London

Theo van Doesburg, Simultaneous Counter-Composition, 1929–1930, oil on canvas, 19 3/4 x 19 5/8".

Theo van Doesburg, Simultaneous Counter-Composition, 1929–1930, oil on canvas, 19 3/4 x 19 5/8".

London

“Van Doesburg and the International Avant-Garde”

Tate Modern
Bankside
February 4–May 16, 2010

Curated by Vicente Todolí, Gladys Fabre, and Doris Wintgens Hötte

A chief exponent of De Stijl, Theo van Doesburg was anything but doctrinaire. Like the elemental shapes that logically expanded from his canvases to the world itself, his activities reached out to involve such seemingly antithetical developments as the early Bauhaus and Dada.
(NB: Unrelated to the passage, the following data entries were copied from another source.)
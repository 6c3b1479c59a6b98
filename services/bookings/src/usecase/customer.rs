use std::sync::Arc;

use reserva_domain::id::{BookingCode, ChannelId};
use reserva_domain::phone::{CanonicalPhone, PhoneNormalizer};

use crate::domain::repository::{BookingRepository, CustomerRepository};
use crate::domain::types::{Booking, Customer, LinkWrite};
use crate::error::BookingsServiceError;
use crate::scheduler::LifecycleScheduler;

// ── RegisterCustomer ─────────────────────────────────────────────────────────

pub struct RegisterCustomerUseCase<R: CustomerRepository> {
    pub repo: R,
}

impl<R: CustomerRepository> RegisterCustomerUseCase<R> {
    pub async fn execute(&self, channel_id: ChannelId) -> Result<Customer, BookingsServiceError> {
        self.repo.ensure(channel_id).await
    }
}

// ── UpdatePhone ──────────────────────────────────────────────────────────────

#[derive(Debug, Clone, PartialEq, Eq)]
pub struct PhoneUpdate {
    pub phone: CanonicalPhone,
    /// Previously unlinked bookings now owned by the customer.
    pub claimed: Vec<BookingCode>,
}

pub struct UpdatePhoneUseCase<S> {
    pub store: S,
    pub scheduler: Arc<LifecycleScheduler>,
    pub phones: PhoneNormalizer,
}

impl<S: CustomerRepository + BookingRepository> UpdatePhoneUseCase<S> {
    pub async fn execute(
        &self,
        channel_id: ChannelId,
        raw_phone: &str,
    ) -> Result<PhoneUpdate, BookingsServiceError> {
        let phone = self
            .phones
            .normalize(raw_phone)
            .ok_or(BookingsServiceError::InvalidPhone)?;
        self.store
            .find_by_channel(channel_id)
            .await?
            .ok_or(BookingsServiceError::CustomerNotFound)?;
        self.store.update_phone(channel_id, &phone).await?;

        let mut claimed = Vec::new();
        for mut booking in self.store.list_unlinked_by_phone(&phone).await? {
            if self
                .store
                .link_to_customer(&booking.code, channel_id)
                .await?
                != LinkWrite::Linked
            {
                continue;
            }
            booking.customer_id = Some(channel_id);
            if booking.is_active() {
                self.scheduler.schedule_lifecycle(&booking);
            }
            claimed.push(booking.code);
        }
        tracing::info!(customer = %channel_id, claimed = claimed.len(), "phone updated");
        Ok(PhoneUpdate { phone, claimed })
    }
}

// ── ListBookings ─────────────────────────────────────────────────────────────

pub struct ListBookingsUseCase<R: BookingRepository> {
    pub repo: R,
}

impl<R: BookingRepository> ListBookingsUseCase<R> {
    pub async fn execute(
        &self,
        channel_id: ChannelId,
        active_only: bool,
    ) -> Result<Vec<Booking>, BookingsServiceError> {
        self.repo.list_by_customer(channel_id, active_only).await
    }
}
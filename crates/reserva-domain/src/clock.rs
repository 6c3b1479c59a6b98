//! Wall-clock abstraction so scheduling decisions can be driven by tests.

use chrono::{DateTime, Utc};

/// Source of the current time.
pub trait Clock: Send + Sync {
    fn now(&self) -> DateTime<Utc>;
}

/// Real system time.
#[derive(Debug, Clone, Copy, Default)]
pub struct SystemClock;

impl Clock for SystemClock {
    fn now(&self) -> DateTime<Utc> {
        Utc::now()
    }
}

impl<C: Clock + ?Sized> Clock for std::sync::Arc<C> {
    fn now(&self) -> DateTime<Utc> {
        (**self).now()
    }
}
//! `sea-orm` entities for the bookings service.

pub mod bookings;
pub mod customers;
pub mod feedback_sessions;
pub mod notification_log;
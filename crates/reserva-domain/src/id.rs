//! Newtype wrappers for domain identifiers.

use std::fmt;
use std::str::FromStr;

use serde::{Deserialize, Serialize};

/// Identifies a customer on the messaging channel (the chat id).
#[derive(Debug, Clone, Copy, PartialEq, Eq, Hash, Serialize, Deserialize)]
#[serde(transparent)]
pub struct ChannelId(pub i64);

impl fmt::Display for ChannelId {
    fn fmt(&self, f: &mut fmt::Formatter<'_>) -> fmt::Result {
        self.0.fmt(f)
    }
}

impl FromStr for ChannelId {
    type Err = std::num::ParseIntError;

    fn from_str(s: &str) -> Result<Self, Self::Err> {
        Ok(Self(s.parse()?))
    }
}

impl From<i64> for ChannelId {
    fn from(id: i64) -> Self {
        Self(id)
    }
}

/// External booking code issued by the reservation platform.
///
/// This is the natural key of a booking: globally unique, never reassigned.
#[derive(Debug, Clone, PartialEq, Eq, Hash, PartialOrd, Ord, Serialize, Deserialize)]
#[serde(transparent)]
pub struct BookingCode(String);

impl BookingCode {
    /// Wrap a trimmed, non-empty code. Returns `None` for blank input.
    pub fn new(code: impl AsRef<str>) -> Option<Self> {
        let code = code.as_ref().trim();
        if code.is_empty() {
            None
        } else {
            Some(Self(code.to_owned()))
        }
    }

    pub fn as_str(&self) -> &str {
        &self.0
    }
}

impl fmt::Display for BookingCode {
    fn fmt(&self, f: &mut fmt::Formatter<'_>) -> fmt::Result {
        f.write_str(&self.0)
    }
}
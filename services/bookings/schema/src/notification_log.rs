use sea_orm::entity::prelude::*;

/// Append-only record of an outbound message.
#[derive(Clone, Debug, PartialEq, Eq, DeriveEntityModel)]
#[sea_orm(table_name = "notification_log")]
pub struct Model {
    #[sea_orm(primary_key, auto_increment = false)]
    pub id: Uuid,
    pub customer_id: i64,
    pub booking_code: Option<String>,
    pub kind: String,
    pub sent_at: chrono::DateTime<chrono::Utc>,
}

#[derive(Copy, Clone, Debug, EnumIter, DeriveRelation)]
pub enum Relation {
    #[sea_orm(
        belongs_to = "super::customers::Entity",
        from = "Column::CustomerId",
        to = "super::customers::Column::ChannelId"
    )]
    Customers,
}

impl Related<super::customers::Entity> for Entity {
    fn to() -> RelationDef {
        Relation::Customers.def()
    }
}

impl ActiveModelBehavior for ActiveModel {}
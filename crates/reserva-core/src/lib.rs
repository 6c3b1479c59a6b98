//! Cross-service plumbing for Reserva services: configuration, tracing,
//! health endpoints, request ids and caller identity.

pub mod config;
pub mod health;
pub mod identity;
pub mod middleware;
pub mod serde;
pub mod tracing;
// Module name shadows the `serde` crate; use `::serde` for the external crate.
use ::serde::Serializer;
use chrono::{DateTime, FixedOffset, SecondsFormat, Utc};

/// Serialize `DateTime<Utc>` as RFC 3339 with 3-digit fractional seconds.
pub fn to_rfc3339_ms<S>(dt: &DateTime<Utc>, s: S) -> Result<S::Ok, S::Error>
where
    S: Serializer,
{
    s.serialize_str(&dt.to_rfc3339_opts(SecondsFormat::Millis, true))
}

/// Same as [`to_rfc3339_ms`] but keeps the offset of a venue-local timestamp.
pub fn to_rfc3339_ms_local<S>(dt: &DateTime<FixedOffset>, s: S) -> Result<S::Ok, S::Error>
where
    S: Serializer,
{
    s.serialize_str(&dt.to_rfc3339_opts(SecondsFormat::Millis, false))
}
use std::sync::Arc;

use reserva_domain::booking::BookingStatus;
use reserva_domain::id::BookingCode;

use crate::domain::repository::{BookingStore, MessengerPort, PlatformPort};
use crate::domain::types::{CancelOrigin, CancelOutcome};
use crate::error::BookingsServiceError;
use crate::scheduler::LifecycleScheduler;
use crate::usecase::notify::Notifier;

pub struct CancelBookingUseCase<S, M, P> {
    pub store: S,
    pub scheduler: Arc<LifecycleScheduler>,
    pub notifier: Notifier<S, M>,
    pub platform: P,
}

impl<S: BookingStore, M: MessengerPort, P: PlatformPort> CancelBookingUseCase<S, M, P> {
    pub async fn execute(
        &self,
        code: &BookingCode,
        origin: CancelOrigin,
    ) -> Result<CancelOutcome, BookingsServiceError> {
        let booking = self
            .store
            .get_by_code(code)
            .await?
            .ok_or(BookingsServiceError::UnknownBooking)?;

        if booking.status == BookingStatus::Cancelled {
            self.scheduler.cancel(code);
            return Ok(CancelOutcome::AlreadyCancelled);
        }
        if let CancelOrigin::Customer(customer) = origin {
            if !booking.is_owned_by(customer) {
                return Err(BookingsServiceError::NotOwner);
            }
        }
        if !booking.status.can_transition_to(BookingStatus::Cancelled) {
            return Err(BookingsServiceError::BookingClosed);
        }

        let remote_synced = match origin {
            CancelOrigin::Platform => true,
            CancelOrigin::Customer(_) => match self.platform.cancel_booking(code).await {
                Ok(()) => true,
                Err(e) => {
                    tracing::warn!(code = %code, error = %e, "remote cancellation failed, cancelling locally");
                    false
                }
            },
        };

        if !self.store.update_status(code, BookingStatus::Cancelled).await? {
            // Lost a race with another transition; report what actually happened.
            self.scheduler.cancel(code);
            let current = self.store.get_by_code(code).await?.map(|b| b.status);
            return match current {
                Some(BookingStatus::Cancelled) => Ok(CancelOutcome::AlreadyCancelled),
                Some(_) => Err(BookingsServiceError::BookingClosed),
                None => Err(BookingsServiceError::UnknownBooking),
            };
        }
        self.scheduler.cancel(code);
        tracing::info!(code = %code, ?origin, remote_synced, "booking cancelled");

        self.notifier.notify_cancelled(&booking).await;
        Ok(CancelOutcome::Cancelled { remote_synced })
    }
}
//! Customer feedback rating.

use serde::{Deserialize, Serialize};

/// Lowest accepted rating.
pub const MIN_RATING: u8 = 1;

/// Highest accepted rating; also the score that triggers the review prompt.
pub const MAX_RATING: u8 = 5;

#[derive(Debug, Clone, Copy, PartialEq, Eq, thiserror::Error)]
pub enum RatingError {
    #[error("rating is not a number")]
    NotANumber,
    #[error("rating must be between 1 and 5")]
    OutOfRange,
}

/// A validated 1–5 rating.
#[derive(Debug, Clone, Copy, PartialEq, Eq, PartialOrd, Ord, Serialize, Deserialize)]
#[serde(transparent)]
pub struct Rating(u8);

impl Rating {
    pub fn new(value: i64) -> Result<Self, RatingError> {
        if (i64::from(MIN_RATING)..=i64::from(MAX_RATING)).contains(&value) {
            Ok(Self(value as u8))
        } else {
            Err(RatingError::OutOfRange)
        }
    }

    /// Parse free text typed by the customer (surrounding whitespace allowed).
    pub fn parse(text: &str) -> Result<Self, RatingError> {
        let value: i64 = text
            .trim()
            .parse()
            .map_err(|_| RatingError::NotANumber)?;
        Self::new(value)
    }

    pub fn value(self) -> u8 {
        self.0
    }

    pub fn is_top(self) -> bool {
        self.0 == MAX_RATING
    }
}
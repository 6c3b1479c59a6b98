//! Phone canonicalization.
//!
//! The canonical phone is the only key used to match a reservation to a known
//! customer, so every phone that enters the system goes through
//! [`PhoneNormalizer::normalize`] first.

use std::fmt;

use serde::{Deserialize, Serialize};

/// Country code prepended to national numbers when none is configured.
pub const DEFAULT_COUNTRY_CODE: &str = "7";

/// National trunk prefix replaced by the country code in 11-digit numbers.
pub const DEFAULT_TRUNK_DIGIT: char = '8';

/// Phone number in international `+<digits>` form.
#[derive(Debug, Clone, PartialEq, Eq, Hash, Serialize, Deserialize)]
#[serde(transparent)]
pub struct CanonicalPhone(String);

impl CanonicalPhone {
    pub fn as_str(&self) -> &str {
        &self.0
    }

    /// Wrap a value already stored in canonical form (e.g. read back from the store).
    pub fn from_canonical(value: impl Into<String>) -> Self {
        Self(value.into())
    }
}

impl fmt::Display for CanonicalPhone {
    fn fmt(&self, f: &mut fmt::Formatter<'_>) -> fmt::Result {
        f.write_str(&self.0)
    }
}

/// Converts arbitrary phone spellings into [`CanonicalPhone`].
#[derive(Debug, Clone, PartialEq, Eq)]
pub struct PhoneNormalizer {
    country_code: String,
    trunk_digit: char,
}

impl Default for PhoneNormalizer {
    fn default() -> Self {
        Self::new(DEFAULT_COUNTRY_CODE)
    }
}

impl PhoneNormalizer {
    pub fn new(country_code: impl Into<String>) -> Self {
        Self {
            country_code: country_code.into(),
            trunk_digit: DEFAULT_TRUNK_DIGIT,
        }
    }

    /// Normalize `raw`. Returns `None` when it contains no digits at all.
    ///
    /// - non-digits are stripped first;
    /// - 11 digits starting with the trunk digit: trunk digit becomes the country code;
    /// - 10 digits: country code is prepended;
    /// - anything else is taken as already international.
    pub fn normalize(&self, raw: &str) -> Option<CanonicalPhone> {
        let digits: String = raw.chars().filter(char::is_ascii_digit).collect();
        if digits.is_empty() {
            return None;
        }
        let canonical = if digits.len() == 11 && digits.starts_with(self.trunk_digit) {
            format!("+{}{}", self.country_code, &digits[1..])
        } else if digits.len() == 10 {
            format!("+{}{}", self.country_code, digits)
        } else {
            format!("+{digits}")
        };
        Some(CanonicalPhone(canonical))
    }
}

/// Normalize with the default country code.
pub fn normalize_phone(raw: &str) -> Option<CanonicalPhone> {
    PhoneNormalizer::default().normalize(raw)
}
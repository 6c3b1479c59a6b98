use axum::{
    Router,
    routing::{get, post, put},
};
use tower::ServiceBuilder;
use tower_http::trace::TraceLayer;

use reserva_core::health::{healthz, readyz};
use reserva_core::middleware::{propagate_request_id_layer, request_id_layer};

use crate::handlers::{
    booking::{cancel_booking, link_booking},
    customer::{list_bookings, register_customer, submit_feedback, update_phone},
    webhook::receive_reservation_event,
};
use crate::state::AppState;

pub fn build_router(state: AppState) -> Router {
    Router::new()
        // Health
        .route("/healthz", get(healthz))
        .route("/readyz", get(readyz::<AppState>))
        // Reservation platform
        .route("/webhooks/reservations", post(receive_reservation_event))
        // Customers
        .route("/customers", post(register_customer))
        .route("/customers/@me/phone", put(update_phone))
        .route("/customers/@me/bookings", get(list_bookings))
        .route("/customers/@me/bookings/{code}/link", post(link_booking))
        .route("/customers/@me/bookings/{code}/cancel", post(cancel_booking))
        .route("/customers/@me/feedback", post(submit_feedback))
        .layer(
            ServiceBuilder::new()
                .layer(request_id_layer())
                .layer(TraceLayer::new_for_http())
                .layer(propagate_request_id_layer()),
        )
        .with_state(state)
}
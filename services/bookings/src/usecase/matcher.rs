use std::sync::Arc;

use reserva_domain::id::{BookingCode, ChannelId};
use reserva_domain::phone::CanonicalPhone;

use crate::domain::repository::{BookingRepository, CustomerRepository};
use crate::domain::types::{Booking, Customer, LinkWrite};
use crate::error::BookingsServiceError;
use crate::scheduler::LifecycleScheduler;

#[derive(Debug, Clone, PartialEq, Eq)]
pub enum LinkResult {
    Linked(Booking),
    /// The caller already held the booking; nothing was written.
    AlreadyLinked(Booking),
}

impl LinkResult {
    pub fn booking(&self) -> &Booking {
        match self {
            Self::Linked(b) | Self::AlreadyLinked(b) => b,
        }
    }
}

/// Resolves bookings to customers. A booking's owner, once set, never changes.
pub struct CustomerMatcher<S> {
    pub store: S,
}

impl<S: CustomerRepository + BookingRepository> CustomerMatcher<S> {
    /// Link `booking` to the customer registered with `phone`, if any.
    ///
    /// Returns the customer now holding the booking, or `None` when nobody
    /// matches or the booking belongs to someone else (left untouched).
    pub async fn link_if_possible(
        &self,
        booking: &Booking,
        phone: Option<&CanonicalPhone>,
    ) -> Result<Option<Customer>, BookingsServiceError> {
        let Some(phone) = phone else {
            return Ok(None);
        };
        let Some(customer) = self.store.find_by_phone(phone).await? else {
            return Ok(None);
        };
        if let Some(owner) = booking.customer_id {
            return Ok(self.keep_existing(booking, owner, customer));
        }
        match self
            .store
            .link_to_customer(&booking.code, customer.channel_id)
            .await?
        {
            LinkWrite::Linked => {
                tracing::info!(code = %booking.code, customer = %customer.channel_id, "booking linked by phone");
                Ok(Some(customer))
            }
            LinkWrite::Existing(owner) => Ok(self.keep_existing(booking, owner, customer)),
            LinkWrite::Missing => Err(BookingsServiceError::UnknownBooking),
        }
    }

    fn keep_existing(
        &self,
        booking: &Booking,
        owner: ChannelId,
        customer: Customer,
    ) -> Option<Customer> {
        if owner == customer.channel_id {
            Some(customer)
        } else {
            tracing::info!(
                code = %booking.code,
                owner = %owner,
                customer = %customer.channel_id,
                "booking held by another customer, link refused"
            );
            None
        }
    }

    /// Explicit self-service link by booking code.
    pub async fn link_by_code(
        &self,
        code: &BookingCode,
        customer: ChannelId,
    ) -> Result<LinkResult, BookingsServiceError> {
        let mut booking = self
            .store
            .get_by_code(code)
            .await?
            .ok_or(BookingsServiceError::UnknownBooking)?;
        match booking.customer_id {
            Some(owner) if owner == customer => return Ok(LinkResult::AlreadyLinked(booking)),
            Some(_) => return Err(BookingsServiceError::AlreadyLinkedToOther),
            None => {}
        }
        match self.store.link_to_customer(code, customer).await? {
            LinkWrite::Linked => {
                booking.customer_id = Some(customer);
                Ok(LinkResult::Linked(booking))
            }
            LinkWrite::Existing(owner) if owner == customer => {
                booking.customer_id = Some(owner);
                Ok(LinkResult::AlreadyLinked(booking))
            }
            LinkWrite::Existing(_) => Err(BookingsServiceError::AlreadyLinkedToOther),
            LinkWrite::Missing => Err(BookingsServiceError::UnknownBooking),
        }
    }
}

// ── LinkBooking ──────────────────────────────────────────────────────────────

/// `POST /customers/@me/bookings/{code}/link`: link, then schedule if the booking is live.
pub struct LinkBookingUseCase<S> {
    pub store: S,
    pub scheduler: Arc<LifecycleScheduler>,
}

impl<S: CustomerRepository + BookingRepository + Clone> LinkBookingUseCase<S> {
    pub async fn execute(
        &self,
        customer: ChannelId,
        code: &BookingCode,
    ) -> Result<LinkResult, BookingsServiceError> {
        self.store
            .find_by_channel(customer)
            .await?
            .ok_or(BookingsServiceError::CustomerNotFound)?;
        let matcher = CustomerMatcher {
            store: self.store.clone(),
        };
        let result = matcher.link_by_code(code, customer).await?;
        if let LinkResult::Linked(booking) = &result {
            if booking.is_active() {
                self.scheduler.schedule_lifecycle(booking);
            }
        }
        Ok(result)
    }
}
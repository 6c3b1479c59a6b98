/// Trait for loading service configuration from environment variables.
///
/// Implementors derive `serde::Deserialize` (with `#[serde(default = ...)]` for
/// optional settings) and call `Config::from_env()` at startup. Field names map to
/// upper-cased variables: `database_url` reads `DATABASE_URL`. `Vec<String>` fields
/// read comma-separated values.
pub trait Config: Sized + serde::de::DeserializeOwned {
    fn from_env() -> Result<Self, envy::Error> {
        envy::from_env()
    }

    /// Load from an explicit variable list instead of the process environment.
    fn from_iter<I>(vars: I) -> Result<Self, envy::Error>
    where
        I: IntoIterator<Item = (String, String)>,
    {
        envy::from_iter(vars)
    }
}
Organized in collaboration with the Stedelijk Museum De Lakenhal in Leiden, the Netherlands (where the show is on view through January 3), this exhibition comprises more than three hundred pieces by van Doesburg and some eighty of the artists he affected, from Mondrian to Schwitters. The curators have gathered works of painting, sculpture, typography, poetry, music, film, furniture, interior design, and architecture—including model reconstructions of the collaboratively designed Café Aubette in Strasbourg, France—making visible the range of van Doesburg’s influential practice.